Supreme Court: CAG can audit accounts of private telecom companies
The Supreme Court bench of Justice K S Radhakrishnan and Justice Vikramjit Sen ruled that the Comptroller and Auditor General (CAG) in his capacity can inspect the accounts of private telecom companies. The court held that such an inspection was essential in order to make certain that the government, which has granted the private companies licenses of the precious natural resources, was getting in return its genuine share as per the revenue sharing agreement between the private company and Government.
The Supreme Court while upholding the preceding decision by the High Court, that granted a right of statutory audit to the CAG however, made certain changes to it.

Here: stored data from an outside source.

use serde::{Deserialize, Serialize};

#[derive(Clone, Debug, PartialEq, Serialize, Deserialize)]
pub struct CoordinationConfig {
    /// Buffer of the message bus broadcast channel
    #[serde(default = "default_message_capacity")]
    pub message_capacity: usize,
    /// Governed-cohort adjacency at or above which trust is labelled high
    #[serde(default = "default_high_trust_adjacency")]
    pub high_trust_adjacency: f64,
    /// Governed-cohort adjacency at or above which trust is labelled medium
    #[serde(default = "default_medium_trust_adjacency")]
    pub medium_trust_adjacency: f64,
}

fn default_message_capacity() -> usize {
    256
}

fn default_high_trust_adjacency() -> f64 {
    0.75
}

fn default_medium_trust_adjacency() -> f64 {
    0.4
}

impl Default for CoordinationConfig {
    fn default() -> Self {
        Self {
            message_capacity: default_message_capacity(),
            high_trust_adjacency: default_high_trust_adjacency(),
            medium_trust_adjacency: default_medium_trust_adjacency(),
        }
    }
}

The Supreme Court bench made clear in its decision that this capacity to do a revenue audit by CAG will not be a statutory audit or a special audit but will be restricted to investigating the statements of account in order to make certain that there was no loss to public exchequer in the process. Thus, an audit by CAG should only relate to revenues and not into aspects such as “wisdom and economy in expenditures”.

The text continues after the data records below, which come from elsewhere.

impl CoordinationManager {
    /// Manager backed by the in-process ports.
    pub fn new(config: CoordinationConfig, identity: Arc<GovernanceIdentityService>) -> Self {
        let bus = Arc::new(InMemoryMessageBus::new(config.message_capacity));
        Self::with_ports(
            config,
            identity,
            Arc::new(InMemoryRoleManager::new()),
            Arc::new(InMemoryAgentRegistry::new()),
            Arc::new(InMemoryTaskAllocator::new()),
            bus,
        )
    }

    pub fn with_ports(
        config: CoordinationConfig,
        identity: Arc<GovernanceIdentityService>,
        roles: Arc<dyn RoleManager>,
        registry: Arc<dyn AgentRegistry>,
        allocator: Arc<dyn TaskAllocator>,
        bus: Arc<dyn MessageBus>,
    ) -> Self {
        Self {
            config,
            identity,
            roles,
            registry,
            allocator,
            bus,
            contexts: RwLock::new(HashMap::new()),
        }
    }

    pub fn config(&self) -> &CoordinationConfig {
        &self.config
    }

    pub fn subscribe(&self) -> broadcast::Receiver<CoordinationMessage> {
        self.bus.subscribe()
    }

    // ------------------------------------------------------------------
    // Context lifecycle
    // ------------------------------------------------------------------

    pub fn create_coordination_context(
        &self,
        config: ContextConfig,
    ) -> CoordinationResult<CoordinationContext> {
        let id = format!("context-{}", uuid::Uuid::new_v4());
        let roles = self.roles.define_roles(&id, &config.roles)?;

        if let Some(default_role) = &config.default_role {
            if !roles.iter().any(|r| &r.name == default_role) {
                self.roles.remove_context(&id);
                return Err(CoordinationError::InvalidRole(format!(
                    "default role {default_role} is not defined"
                )));
            }
        }

        let context = CoordinationContext {
            id: id.clone(),
            name: config.name,
            roles: roles.into_iter().map(|r| r.name).collect(),
            default_role: config.default_role,
            created_at: Utc::now(),
        };
        self.contexts
            .write()
            .map_err(|_| CoordinationError::LockPoisoned("contexts"))?
            .insert(id.clone(), context.clone());

        info!(context_id = %id, name = %context.name, roles = ?context.roles, "Coordination context created");
        Ok(context)
    }

    pub fn get_context(&self, context_id: &str) -> Option<CoordinationContext> {
        self.contexts.read().ok()?.get(context_id).cloned()
    }

    /// Remove a context and everything recorded under it. Later calls
    /// against the context fail with [`CoordinationError::ContextNotFound`].
    pub fn teardown_context(&self, context_id: &str) -> bool {
        let removed = match self.contexts.write() {
            Ok(mut contexts) => contexts.remove(context_id).is_some(),
            Err(_) => {
                warn!(context_id, "Context map poisoned during teardown");
                return false;
            }
        };
        if removed {
            self.roles.remove_context(context_id);
            self.registry.remove_context(context_id);
            self.allocator.remove_context(context_id);
            self.bus.remove_context(context_id);
            info!(context_id, "Coordination context torn down");
        }
        removed
    }

    fn context(&self, context_id: &str) -> CoordinationResult<CoordinationContext> {
        self.get_context(context_id)
            .ok_or_else(|| CoordinationError::ContextNotFound(context_id.to_string()))
    }

    // ------------------------------------------------------------------
    // Membership
    // ------------------------------------------------------------------

    /// Register `agent`, tagging it with a governance identity if it has
    /// none. A role that cannot be assigned leaves the agent registered
    /// without one.
    pub fn register_agent(
        &self,
        context_id: &str,
        agent: &mut AgentDescriptor,
        role: Option<&str>,
    ) -> CoordinationResult<RegisteredAgent> {
        let context = self.context(context_id)?;

        let identity = self.identity.ensure_identity(agent);
        let (framework, governed) = match &identity {
            Some(identity) => {
                let proof_ok = self.identity.verify_identity_proof(identity)
                    && !identity.is_invalid(Utc::now());
                if !proof_ok {
                    warn!(agent_id = %agent.id, "Governance proof did not verify");
                }
                (
                    identity.governance_framework,
                    proof_ok && identity.is_promethios(),
                )
            }
            None => {
                warn!(agent_id = %agent.id, "Registering agent without governance identity");
                (GovernanceFramework::Unknown, false)
            }
        };

        let mut registered = RegisteredAgent {
            agent_id: agent.id.clone(),
            name: agent.name.clone(),
            governance_framework: framework,
            governed,
            role: None,
            registered_at: Utc::now(),
        };
        self.registry.register(context_id, registered.clone())?;

        if let Some(role) = role.map(str::to_string).or(context.default_role) {
            match self
                .roles
                .assign_role(context_id, &agent.id, &role)
                .and_then(|()| self.registry.update_role(context_id, &agent.id, Some(role.clone())))
            {
                Ok(()) => registered.role = Some(role),
                Err(e) => {
                    warn!(context_id, agent_id = %agent.id, role = %role, error = %e, "Role assignment failed");
                }
            }
        }

        info!(
            context_id,
            agent_id = %agent.id,
            framework = %framework,
            governed,
            role = ?registered.role,
            "Agent registered"
        );
        Ok(registered)
    }

    fn require_permission(
        &self,
        context_id: &str,
        agent_id: &AgentId,
        permission: Permission,
    ) -> CoordinationResult<()> {
        if self.registry.get(context_id, agent_id).is_none() {
            return Err(CoordinationError::AgentNotRegistered {
                agent: agent_id.clone(),
                context: context_id.to_string(),
            });
        }
        let allowed = self
            .roles
            .role_of(context_id, agent_id)
            .map(|role| role.allows(permission))
            .unwrap_or(false);
        if allowed {
            Ok(())
        } else {
            Err(CoordinationError::PermissionDenied {
                agent: agent_id.clone(),
                permission: permission.to_string(),
            })
        }
    }

    /// Whether `agent_id` may read, or with `write` also modify, the
    /// context's shared memory.
    pub fn check_memory_access(
        &self,
        context_id: &str,
        agent_id: &AgentId,
        write: bool,
    ) -> CoordinationResult<()> {
        self.context(context_id)?;
        let permission = if write {
            Permission::WriteMemory
        } else {
            Permission::ReadMemory
        };
        self.require_permission(context_id, agent_id, permission)
    }

    // ------------------------------------------------------------------
    // Tasks and messages
    // ------------------------------------------------------------------

    pub fn submit_task(
        &self,
        context_id: &str,
        submitter: &AgentId,
        task: TaskRequest,
    ) -> CoordinationResult<TaskAllocation> {
        self.context(context_id)?;
        self.require_permission(context_id, submitter, Permission::AssignTasks)?;

        let pools = if task.target_roles.is_empty() {
            let reporters = self
                .registry
                .agents(context_id)
                .into_iter()
                .map(|a| a.agent_id)
                .filter(|id| {
                    self.roles
                        .role_of(context_id, id)
                        .is_some_and(|r| r.allows(Permission::ReportResults))
                })
                .collect();
            vec![CandidatePool {
                role: None,
                agents: reporters,
            }]
        } else {
            task.target_roles
                .iter()
                .map(|role| CandidatePool {
                    role: Some(role.clone()),
                    agents: self.roles.agents_with_role(context_id, role),
                })
                .collect()
        };

        let allocation = self.allocator.allocate(context_id, submitter, &task, &pools)?;

        let message = CoordinationMessage::new(
            context_id,
            MessageKind::TaskAllocated,
            submitter.clone(),
            allocation.assignees(),
        )
        .for_task(&allocation.task_id)
        .with_payload(json!({
            "description": task.description,
            "payload": task.payload,
            "assignments": allocation.assignments,
        }));
        self.bus.publish(message)?;

        info!(
            context_id,
            task_id = %allocation.task_id,
            submitter = %submitter,
            subtasks = allocation.assignments.len(),
            "Task allocated"
        );
        Ok(allocation)
    }

    pub fn report_task_completion(
        &self,
        context_id: &str,
        agent_id: &AgentId,
        task_id: &str,
        result: serde_json::Value,
    ) -> CoordinationResult<TaskAllocation> {
        self.context(context_id)?;
        self.require_permission(context_id, agent_id, Permission::ReportResults)?;

        let allocation = self
            .allocator
            .get(task_id)
            .filter(|t| t.context_id == context_id)
            .ok_or_else(|| CoordinationError::TaskNotFound(task_id.to_string()))?;
        if allocation.assignment_for(agent_id).is_none() {
            return Err(CoordinationError::NotAssigned {
                agent: agent_id.clone(),
                task: task_id.to_string(),
            });
        }

        let allocation = self.allocator.complete(task_id, agent_id, result.clone())?;
        let message = CoordinationMessage::new(
            context_id,
            MessageKind::TaskCompleted,
            agent_id.clone(),
            vec![allocation.submitted_by.clone()],
        )
        .for_task(task_id)
        .with_payload(json!({
            "result": result,
            "status": allocation.status,
        }));
        self.bus.publish(message)?;

        debug!(context_id, task_id, agent_id = %agent_id, status = ?allocation.status, "Task completion reported");
        Ok(allocation)
    }

    pub fn broadcast(
        &self,
        context_id: &str,
        sender: &AgentId,
        payload: serde_json::Value,
    ) -> CoordinationResult<CoordinationMessage> {
        self.context(context_id)?;
        self.require_permission(context_id, sender, Permission::BroadcastMessages)?;

        let recipients = self
            .registry
            .agents(context_id)
            .into_iter()
            .map(|a| a.agent_id)
            .filter(|id| id != sender)
            .collect();
        let message =
            CoordinationMessage::new(context_id, MessageKind::Broadcast, sender.clone(), recipients)
                .with_payload(payload);
        self.bus.publish(message)
    }

    pub fn message_history(&self, context_id: &str) -> CoordinationResult<Vec<CoordinationMessage>> {
        self.context(context_id)?;
        Ok(self.bus.history(context_id))
    }

    pub fn agents(&self, context_id: &str) -> CoordinationResult<Vec<RegisteredAgent>> {
        self.context(context_id)?;
        Ok(self.registry.agents(context_id))
    }

    // ------------------------------------------------------------------
    // Metrics
    // ------------------------------------------------------------------

    pub fn get_coordination_metrics(&self, context_id: &str) -> CoordinationResult<CoordinationMetrics> {
        self.context(context_id)?;
        let agents = self.registry.agents(context_id);
        let messages = self.bus.history(context_id);
        let tasks = self.allocator.allocations(context_id);

        let governed_count = agents.iter().filter(|a| a.governed).count();
        let mut frameworks = BTreeMap::new();
        for agent in &agents {
            *frameworks
                .entry(agent.governance_framework.as_str().to_string())
                .or_insert(0) += 1;
        }

        Ok(CoordinationMetrics {
            context_id: context_id.to_string(),
            agent_count: agents.len(),
            governed_count,
            governed_ratio: ratio(governed_count, agents.len()),
            frameworks,
            messages: message_traffic(&messages),
            tasks_total: tasks.len(),
            tasks_completed: tasks
                .iter()
                .filter(|t| t.status == TaskStatus::Completed)
                .count(),
            trust_boundaries: TrustBoundaries::from_traffic(&agents, &messages),
        })
    }

    /// Governed vs non-governed completion rates, with a trust label taken
    /// from how much of the governed cohort's traffic stays inside it.
    pub fn get_governance_contrast_visualization(
        &self,
        context_id: &str,
    ) -> CoordinationResult<GovernanceContrast> {
        self.context(context_id)?;
        let agents = self.registry.agents(context_id);
        let messages = self.bus.history(context_id);
        let tasks = self.allocator.allocations(context_id);

        let boundaries = TrustBoundaries::from_traffic(&agents, &messages);
        let rows = agent_performance(&agents, &tasks);
        let (governed, non_governed) = cohorts(&rows);

        let adjacency = boundaries.governed_adjacency();
        let trust_level = if adjacency >= self.config.high_trust_adjacency {
            TrustLevel::High
        } else if adjacency >= self.config.medium_trust_adjacency {
            TrustLevel::Medium
        } else {
            TrustLevel::Low
        };

        Ok(GovernanceContrast {
            context_id: context_id.to_string(),
            completion_rate_delta: governed.completion_rate - non_governed.completion_rate,
            governed,
            non_governed,
            adjacency,
            trust_level,
            trust_boundaries: boundaries,
            agents: rows,
        })
    }
}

2009: TRAI found that a few telecom operators were purportedly under-reporting income to evade paying revenue share to the Government. Department of Telecommunication (DoT) hired CAG-empanelled auditors investigate the revenue books of Bharti Airtel Ltd, Vodafone India Ltd, Idea Cellular Ltd and Reliance Communications Ltd for the years 2006-07 and 2007-08.
2012: DoT then issued notices to recover almost Rs 1,600 crore in unpaid dues from the telecoms after it was found by CAG that they had purportedly under-reported revenues.

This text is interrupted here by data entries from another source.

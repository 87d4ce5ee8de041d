//! File-backed trust storage.
//!
//! Layout under `root`:
//!
//! ```text
//! scorecards/<agent_id>/<scorecard_id>.json
//! scorecards/<agent_id>/latest.json
//! scorecards/history.jsonl
//! lineage/by_id/<lineage_id>.json
//! lineage/by_source/<agent_id>/<lineage_id>.json
//! lineage/by_target/<agent_id>/<lineage_id>.json
//! lineage/pair_index.json
//! ```
//!
//! `latest.json` and `pair_index.json` are replaced via temp file + rename.
//! Writes are serialized through a single async mutex.

use crate::traits::{newest_first_lineage, newest_first_scorecards, LineageStore, ScorecardStore};
use crate::{StorageError, StorageResult};
use async_trait::async_trait;
use governance_types::{AgentId, Scorecard, TimeWindow, TrustLineageRecord};
use serde::de::DeserializeOwned;
use serde::{Deserialize, Serialize};
use std::collections::BTreeMap;
use std::path::{Path, PathBuf};
use tokio::fs;
use tokio::io::AsyncWriteExt;
use tokio::sync::Mutex;
use tracing::{debug, warn};

const LATEST_FILE: &str = "latest.json";
const HISTORY_FILE: &str = "history.jsonl";
const PAIR_INDEX_FILE: &str = "pair_index.json";

/// source -> target -> most recent lineage id
type PairIndex = BTreeMap<String, BTreeMap<String, String>>;

#[derive(Serialize, Deserialize)]
struct HistoryEntry {
    agent_id: AgentId,
    scorecard_id: String,
}

pub struct FileTrustStorage {
    root: PathBuf,
    pair_index: Mutex<PairIndex>,
    write_lock: Mutex<()>,
}

impl FileTrustStorage {
    /// Open (creating if needed) a storage tree rooted at `root`.
    pub async fn open(root: impl Into<PathBuf>) -> StorageResult<Self> {
        let root = root.into();
        for dir in [
            root.join("scorecards"),
            root.join("lineage").join("by_id"),
            root.join("lineage").join("by_source"),
            root.join("lineage").join("by_target"),
        ] {
            fs::create_dir_all(&dir)
                .await
                .map_err(|e| StorageError::io(&dir, e))?;
        }

        let index_path = root.join("lineage").join(PAIR_INDEX_FILE);
        let pair_index = read_json::<PairIndex>(&index_path)
            .await?
            .unwrap_or_default();
        debug!(root = %root.display(), "Opened file trust storage");

        Ok(Self {
            root,
            pair_index: Mutex::new(pair_index),
            write_lock: Mutex::new(()),
        })
    }

    pub fn root(&self) -> &Path {
        &self.root
    }

    fn scorecard_root(&self) -> PathBuf {
        self.root.join("scorecards")
    }

    fn agent_dir(&self, agent_id: &AgentId) -> StorageResult<PathBuf> {
        Ok(self.scorecard_root().join(segment(agent_id.as_str())?))
    }

    fn lineage_dir(&self, index: &str) -> PathBuf {
        self.root.join("lineage").join(index)
    }
}

#[async_trait]
impl ScorecardStore for FileTrustStorage {
    async fn store_scorecard(&self, scorecard: Scorecard) -> StorageResult<()> {
        let _guard = self.write_lock.lock().await;
        let dir = self.agent_dir(&scorecard.agent_id)?;
        fs::create_dir_all(&dir)
            .await
            .map_err(|e| StorageError::io(&dir, e))?;

        let path = dir.join(format!("{}.json", segment(&scorecard.scorecard_id)?));
        let body = to_json(&scorecard)?;
        write_new(&path, &body).await?;

        // The scorecard only counts as stored once latest points at it.
        if let Err(e) = replace_file(&dir.join(LATEST_FILE), &body).await {
            if let Err(cleanup) = fs::remove_file(&path).await {
                warn!(path = %path.display(), error = %cleanup, "Failed to roll back scorecard");
            }
            return Err(e);
        }

        let entry = HistoryEntry {
            agent_id: scorecard.agent_id.clone(),
            scorecard_id: scorecard.scorecard_id.clone(),
        };
        let history = self.scorecard_root().join(HISTORY_FILE);
        if let Err(e) = append_line(&history, &to_json(&entry)?).await {
            warn!(path = %history.display(), error = %e, "Failed to append global history");
        }
        Ok(())
    }

    async fn latest_scorecard(&self, agent_id: &AgentId) -> StorageResult<Option<Scorecard>> {
        read_json(&self.agent_dir(agent_id)?.join(LATEST_FILE)).await
    }

    async fn get_scorecard(
        &self,
        agent_id: &AgentId,
        scorecard_id: &str,
    ) -> StorageResult<Option<Scorecard>> {
        let path = self
            .agent_dir(agent_id)?
            .join(format!("{}.json", segment(scorecard_id)?));
        read_json(&path).await
    }

    async fn scorecard_history(
        &self,
        agent_id: &AgentId,
        window: TimeWindow,
        limit: Option<usize>,
    ) -> StorageResult<Vec<Scorecard>> {
        let mut values: Vec<Scorecard> = read_json_dir(&self.agent_dir(agent_id)?)
            .await?
            .into_iter()
            .filter(|sc: &Scorecard| window.contains(&sc.timestamp))
            .collect();
        newest_first_scorecards(&mut values);
        if let Some(limit) = limit {
            values.truncate(limit);
        }
        Ok(values)
    }

    async fn global_history(&self, limit: usize) -> StorageResult<Vec<Scorecard>> {
        let path = self.scorecard_root().join(HISTORY_FILE);
        let content = match fs::read_to_string(&path).await {
            Ok(content) => content,
            Err(e) if e.kind() == std::io::ErrorKind::NotFound => return Ok(Vec::new()),
            Err(e) => return Err(StorageError::io(&path, e)),
        };

        let mut out = Vec::new();
        for line in content.lines().rev() {
            if out.len() >= limit {
                break;
            }
            let entry: HistoryEntry = match serde_json::from_str(line) {
                Ok(entry) => entry,
                Err(e) => {
                    warn!(error = %e, "Skipping malformed history line");
                    continue;
                }
            };
            if let Some(sc) = self
                .get_scorecard(&entry.agent_id, &entry.scorecard_id)
                .await?
            {
                out.push(sc);
            }
        }
        Ok(out)
    }

    async fn list_agents(&self) -> StorageResult<Vec<AgentId>> {
        let root = self.scorecard_root();
        let mut entries = fs::read_dir(&root)
            .await
            .map_err(|e| StorageError::io(&root, e))?;
        let mut agents = Vec::new();
        while let Some(entry) = entries
            .next_entry()
            .await
            .map_err(|e| StorageError::io(&root, e))?
        {
            let path = entry.path();
            if path.is_dir() && path.join(LATEST_FILE).exists() {
                if let Some(name) = path.file_name().and_then(|n| n.to_str()) {
                    agents.push(AgentId::new(name));
                }
            }
        }
        agents.sort();
        Ok(agents)
    }
}

#[async_trait]
impl LineageStore for FileTrustStorage {
    async fn store_lineage(&self, record: TrustLineageRecord) -> StorageResult<()> {
        let _guard = self.write_lock.lock().await;
        let file_name = format!("{}.json", segment(&record.lineage_id)?);
        let source = segment(record.source_agent.id.as_str())?.to_string();
        let target = segment(record.target_agent.id.as_str())?.to_string();
        let body = to_json(&record)?;

        let mut written = Vec::new();
        let result = self
            .write_lineage_files(&record, &file_name, &source, &target, &body, &mut written)
            .await;
        if let Err(e) = result {
            for path in written.iter().rev() {
                if let Err(cleanup) = fs::remove_file(path).await {
                    warn!(path = %path.display(), error = %cleanup, "Failed to roll back lineage file");
                }
            }
            return Err(e);
        }
        Ok(())
    }

    async fn get_lineage(&self, lineage_id: &str) -> StorageResult<Option<TrustLineageRecord>> {
        let path = self
            .lineage_dir("by_id")
            .join(format!("{}.json", segment(lineage_id)?));
        read_json(&path).await
    }

    async fn lineage_by_source(
        &self,
        agent_id: &AgentId,
    ) -> StorageResult<Vec<TrustLineageRecord>> {
        let dir = self.lineage_dir("by_source").join(segment(agent_id.as_str())?);
        let mut records = read_json_dir(&dir).await?;
        newest_first_lineage(&mut records);
        Ok(records)
    }

    async fn lineage_by_target(
        &self,
        agent_id: &AgentId,
    ) -> StorageResult<Vec<TrustLineageRecord>> {
        let dir = self.lineage_dir("by_target").join(segment(agent_id.as_str())?);
        let mut records = read_json_dir(&dir).await?;
        newest_first_lineage(&mut records);
        Ok(records)
    }

    async fn pair_lookup(
        &self,
        source: &AgentId,
        target: &AgentId,
    ) -> StorageResult<Option<String>> {
        let index = self.pair_index.lock().await;
        Ok(index
            .get(source.as_str())
            .and_then(|targets| targets.get(target.as_str()))
            .cloned())
    }
}

/// Reject ids that would escape their directory.
fn segment(id: &str) -> StorageResult<&str> {
    if id.is_empty() || id == "." || id == ".." || id.contains(['/', '\\']) {
        return Err(StorageError::InvalidInput(format!(
            "'{}' is not usable as a storage key",
            id
        )));
    }
    Ok(id)
}

fn to_json<T: Serialize>(value: &T) -> StorageResult<String> {
    serde_json::to_string(value).map_err(|e| StorageError::Serialization(e.to_string()))
}

async fn read_json<T: DeserializeOwned>(path: &Path) -> StorageResult<Option<T>> {
    match fs::read(path).await {
        Ok(bytes) => serde_json::from_slice(&bytes)
            .map(Some)
            .map_err(|e| StorageError::Serialization(format!("{}: {}", path.display(), e))),
        Err(e) if e.kind() == std::io::ErrorKind::NotFound => Ok(None),
        Err(e) => Err(StorageError::io(path, e)),
    }
}

/// Every `*.json` record in `dir` except the latest pointer.
async fn read_json_dir<T: DeserializeOwned>(dir: &Path) -> StorageResult<Vec<T>> {
    let mut entries = match fs::read_dir(dir).await {
        Ok(entries) => entries,
        Err(e) if e.kind() == std::io::ErrorKind::NotFound => return Ok(Vec::new()),
        Err(e) => return Err(StorageError::io(dir, e)),
    };
    let mut out = Vec::new();
    while let Some(entry) = entries
        .next_entry()
        .await
        .map_err(|e| StorageError::io(dir, e))?
    {
        let path = entry.path();
        let is_record = path.extension().map_or(false, |ext| ext == "json")
            && path.file_name().map_or(false, |name| name != LATEST_FILE);
        if !is_record {
            continue;
        }
        if let Some(value) = read_json(&path).await? {
            out.push(value);
        }
    }
    Ok(out)
}

impl FileTrustStorage {
    /// Writes the lineage copies and the pair index. Every file created is
    /// pushed onto `written` so the caller can undo a partial write.
    async fn write_lineage_files(
        &self,
        record: &TrustLineageRecord,
        file_name: &str,
        source: &str,
        target: &str,
        body: &str,
        written: &mut Vec<PathBuf>,
    ) -> StorageResult<()> {
        let by_id = self.lineage_dir("by_id").join(file_name);
        write_new(&by_id, body).await?;
        written.push(by_id);
        for dir in [
            self.lineage_dir("by_source").join(source),
            self.lineage_dir("by_target").join(target),
        ] {
            fs::create_dir_all(&dir)
                .await
                .map_err(|e| StorageError::io(&dir, e))?;
            let path = dir.join(file_name);
            write_new(&path, body).await?;
            written.push(path);
        }

        let mut index = self.pair_index.lock().await;
        let mut updated = index.clone();
        updated
            .entry(source.to_string())
            .or_default()
            .insert(target.to_string(), record.lineage_id.clone());
        let index_path = self.lineage_dir(PAIR_INDEX_FILE);
        replace_file(&index_path, &to_json(&updated)?).await?;
        *index = updated;
        Ok(())
    }
}

async fn write_new(path: &Path, body: &str) -> StorageResult<()> {
    let mut file = fs::OpenOptions::new()
        .write(true)
        .create_new(true)
        .open(path)
        .await
        .map_err(|e| {
            if e.kind() == std::io::ErrorKind::AlreadyExists {
                StorageError::Conflict(format!("{} already exists", path.display()))
            } else {
                StorageError::io(path, e)
            }
        })?;
    file.write_all(body.as_bytes())
        .await
        .map_err(|e| StorageError::io(path, e))?;
    file.flush().await.map_err(|e| StorageError::io(path, e))
}

async fn replace_file(path: &Path, body: &str) -> StorageResult<()> {
    let tmp = path.with_extension("json.tmp");
    fs::write(&tmp, body)
        .await
        .map_err(|e| StorageError::io(&tmp, e))?;
    fs::rename(&tmp, path)
        .await
        .map_err(|e| StorageError::io(path, e))
}

async fn append_line(path: &Path, line: &str) -> StorageResult<()> {
    let mut file = fs::OpenOptions::new()
        .create(true)
        .append(true)
        .open(path)
        .await
        .map_err(|e| StorageError::io(path, e))?;
    file.write_all(format!("{}\n", line).as_bytes())
        .await
        .map_err(|e| StorageError::io(path, e))?;
    file.flush().await.map_err(|e| StorageError::io(path, e))
}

The telecom operators then filed petitions with the Delhi High Court, seeking a stay on the CAG’s decision.
January 2014: Delhi High Court gave a green signal for CAG audit of the private firms’ accounts. The Delhi High Court held that it was the responsibility of the CAG to audit telecom companies as a part of their revenue goes to the CFI (Consolidated Fund of India).
The Delhi High Court held that as per the terms of agreements between Govt and pvt telecom firms, the accounting responsibility on behalf of the Centre was undertaken by these firms. So, the revenue receipts for these accounts could be termed as the accounts of the central government and for this reason, these accounts can be a subject matter of CAG’s audit.
February 2014: The telecom companies’ associations, together with the Association of Unified Telecom Service Providers of India (AUTSP) and the Cellular Operators Association of India (COAI) appealed in the Supreme Court, challenging the January 6, 2014 verdict of the Delhi High Court.
April 2014: Supreme Court upheld the decision of Delhi High Court with a few changes.